Donna: Well well WELL. Looks like I’m ahead again. How’s the potty training going? Stll not quite there, huh? Don’t worry, you’ll get it before high school, I’m sure.
Della: Oh gosh, aren’t you smug. I thinkg I’m going to go over there.
Della: You know, on my legs. Oh, you didn’t see me learning that? That’s too bad.
Donna: *grits gums*
Reminder: There hasn’t been a bathtub/shower on the lot since like day 6 of the gen.
Geoff: Hi
Hawthorne: Yeah, it was prety beat up when I bought it, but it’s running smooth now. The right door sticks a bit…
Geoff: HI
Hawthorne: *slow exhale* …but that’s pretty much the only thing I couldn’t fix…
Geoff, bodily inserting himself between Hawthorne and the townie: Are you like…. ignoring me
Hawthorne: God DAMN– yes, I’m ignoring you! How many dropped phonecalls is it going to take for you to take the hint? I’m busy, and you’re pushy! You call for hours on end, I had to turn off the phone because it kept waking up my kids! Just piss off!
Geoff: Waking up your WHAT?
Marissa: Oh I came by at a right moment.
Hawthorne: You know what, keep still for a sec.
Geoff: I have no idea who I am or how I got there, but there’s this peculiar taste in my mouth… a silver spoon? Like even though I know absolutely nothing, things will work out just fine with no additional effort from me?
Townie: Sir, just what kind of establishment is it.
Things are… hectic. Even with the throne of darkness, Hawthorne has zero time for himself. Tired. Hungry. Falling asleep everywhere. Della refuses to be potty trained most of the time.
Hawthorne: Okay, so that’s maybe a little bit of a dick move, not very didactic, but… hmmmmm.
Hawthorne: Della, do you want to see a magic trick? It will be a little spooky, but nothing to worry about.
Hawthorne: …and it’s been two days and they still don’t have any toys, so I NEED you to buy that car already, okay?
Samantha: I’m just not sure. I’m kinda hoping to upgrade to a broom soon…
Hawthorne: Oh my god, I don’t care, I’ve wasted two days of toddler skilling because they’re too bored to learn, I NEED MONEY and you’ve been standing here for six hours, are you buying or can I go feed my kids already?
Samantha: I think I’m going to go home and think it over, so…
Hawthorne: Give me your wallet.
Samantha: What?
Hawthorne: GIVE ME YOUR WALLET!
All I had to do was lower their daily to 0 and they’re rolling that ball all by themselves.
Poor Poe was so excited to be out of the netherrealm, and about the new rugs.

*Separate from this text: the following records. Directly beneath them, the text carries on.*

//! Principal derivation from identity directory groups.
//!
//! The identity provider exposes membership as flat group names like
//! `staff-tichnut-b` or `admins`. Role and course ride in the name itself:
//! a fixed role prefix, then an optional course remainder. An admin group
//! wins over everything else; within the other roles the strongest role
//! present wins, and the first group of that role supplies the course.

use lazy_static::lazy_static;
use regex::Regex;

use super::{normalize_course, FamilyTable, Principal, Role};

lazy_static! {
    static ref GROUP_PATTERN: Regex =
        Regex::new(r"(?i)^(admins|staff|students|members)(?:[-_](.+))?$").unwrap();
}

/// Role and course carried by a single group name.
#[derive(Debug, Clone, PartialEq, Eq)]
pub struct GroupClaim {
    pub role: Role,
    pub course_tag: String,
}

/// Parse one directory group name. Returns `None` for groups that carry no
/// role prefix.
pub fn parse_group(name: &str) -> Option<GroupClaim> {
    let caps = GROUP_PATTERN.captures(name.trim())?;
    let role = match caps.get(1)?.as_str().to_lowercase().as_str() {
        "admins" => Role::Admin,
        "staff" => Role::Commander,
        "students" => Role::Trainee,
        "members" => Role::Member,
        _ => return None,
    };
    let course_tag = caps
        .get(2)
        .map(|m| m.as_str().to_string())
        .unwrap_or_default();
    Some(GroupClaim { role, course_tag })
}

fn role_rank(role: Role) -> u8 {
    match role {
        Role::Admin => 4,
        Role::Commander => 3,
        Role::Trainee => 2,
        Role::Member => 1,
        Role::Unknown => 0,
    }
}

/// Derive a [`Principal`] from a user id and the directory groups the
/// identity provider reported for it. Users with no role-bearing group get
/// `Role::Unknown` and an empty course tag, which resolves to the empty
/// scope downstream.
pub fn derive_principal(user_id: &str, groups: &[String], families: &FamilyTable) -> Principal {
    let mut best: Option<GroupClaim> = None;
    for group in groups {
        let Some(claim) = parse_group(group) else {
            continue;
        };
        let stronger = best
            .as_ref()
            .map(|b| role_rank(claim.role) > role_rank(b.role))
            .unwrap_or(true);
        if stronger {
            best = Some(claim);
        }
    }

    let (role, course_tag) = match best {
        Some(claim) => (claim.role, claim.course_tag),
        None => (Role::Unknown, String::new()),
    };

    let normalized = normalize_course(&course_tag);
    let section = families
        .split_section(&normalized)
        .map(|(_, s)| s.to_string());

    Principal {
        id: user_id.to_string(),
        role,
        course_tag,
        section,
    }
}

#[cfg(test)]
mod tests {
    use super::*;

    fn groups(names: &[&str]) -> Vec<String> {
        names.iter().map(|s| s.to_string()).collect()
    }

    #[test]
    fn test_parse_group_roles() {
        assert_eq!(
            parse_group("staff-tichnut-b"),
            Some(GroupClaim {
                role: Role::Commander,
                course_tag: "tichnut-b".into()
            })
        );
        assert_eq!(
            parse_group("students-cyber"),
            Some(GroupClaim {
                role: Role::Trainee,
                course_tag: "cyber".into()
            })
        );
        assert_eq!(
            parse_group("Admins"),
            Some(GroupClaim {
                role: Role::Admin,
                course_tag: String::new()
            })
        );
        assert_eq!(parse_group("helpdesk-tier2"), None);
    }

    #[test]
    fn test_admin_group_wins_over_everything() {
        let families = FamilyTable::default();
        let p = derive_principal(
            "u-7",
            &groups(&["students-tichnut-a", "admins", "staff-cyber"]),
            &families,
        );
        assert_eq!(p.role, Role::Admin);
        assert_eq!(p.course_tag, "");
    }

    #[test]
    fn test_staff_wins_over_students() {
        let families = FamilyTable::default();
        let p = derive_principal(
            "u-8",
            &groups(&["students-tichnut-a", "staff-tichnut-b"]),
            &families,
        );
        assert_eq!(p.role, Role::Commander);
        assert_eq!(p.course_tag, "tichnut-b");
        assert_eq!(p.section.as_deref(), Some("b"));
    }

    #[test]
    fn test_bare_family_staff_group_has_no_section() {
        let families = FamilyTable::default();
        let p = derive_principal("u-9", &groups(&["staff-tichnut"]), &families);
        assert_eq!(p.role, Role::Commander);
        assert_eq!(p.course_tag, "tichnut");
        assert_eq!(p.section, None);
    }

    #[test]
    fn test_no_role_bearing_group_fails_closed() {
        let families = FamilyTable::default();
        let p = derive_principal("u-10", &groups(&["helpdesk", "everyone"]), &families);
        assert_eq!(p.role, Role::Unknown);
        assert_eq!(p.course_tag, "");
        assert!(crate::access::resolve(&families, &p).is_empty());
    }

    #[test]
    fn test_underscore_separator_is_accepted() {
        let p = parse_group("staff_tichnut_c").unwrap();
        assert_eq!(p.role, Role::Commander);
        assert_eq!(normalize_course(&p.course_tag), "tichnut-c");
    }
}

He didn’t know yet.
Hawthorne: I need a favor, buddy.
Hawthorne: Aww, see, she likes you! I’ll be back in a moment, I jsut need some time on the throne.
Donna: So you’re real tight with my dad, hm? Best buds? Great pals? Let me tell you how things are going to look like around these parts from now on: you are #2, get it?
Well, now that the girls are toddlers, I’m suddenly not down with these living arrangements. I know that sims are safe as houses no matter the height, but I still don’t like leaving toddlers up there, on principle.
This is the best I could manage – letting the kids roam downstairs jsut wasn’t working out, this lot is so huge that they’d pass out in a distant corner and it would take 6 in-game hours for the exhausted dad to get them. The locked playpen worked out pretty well, and I couldn’t afford anything more substantial.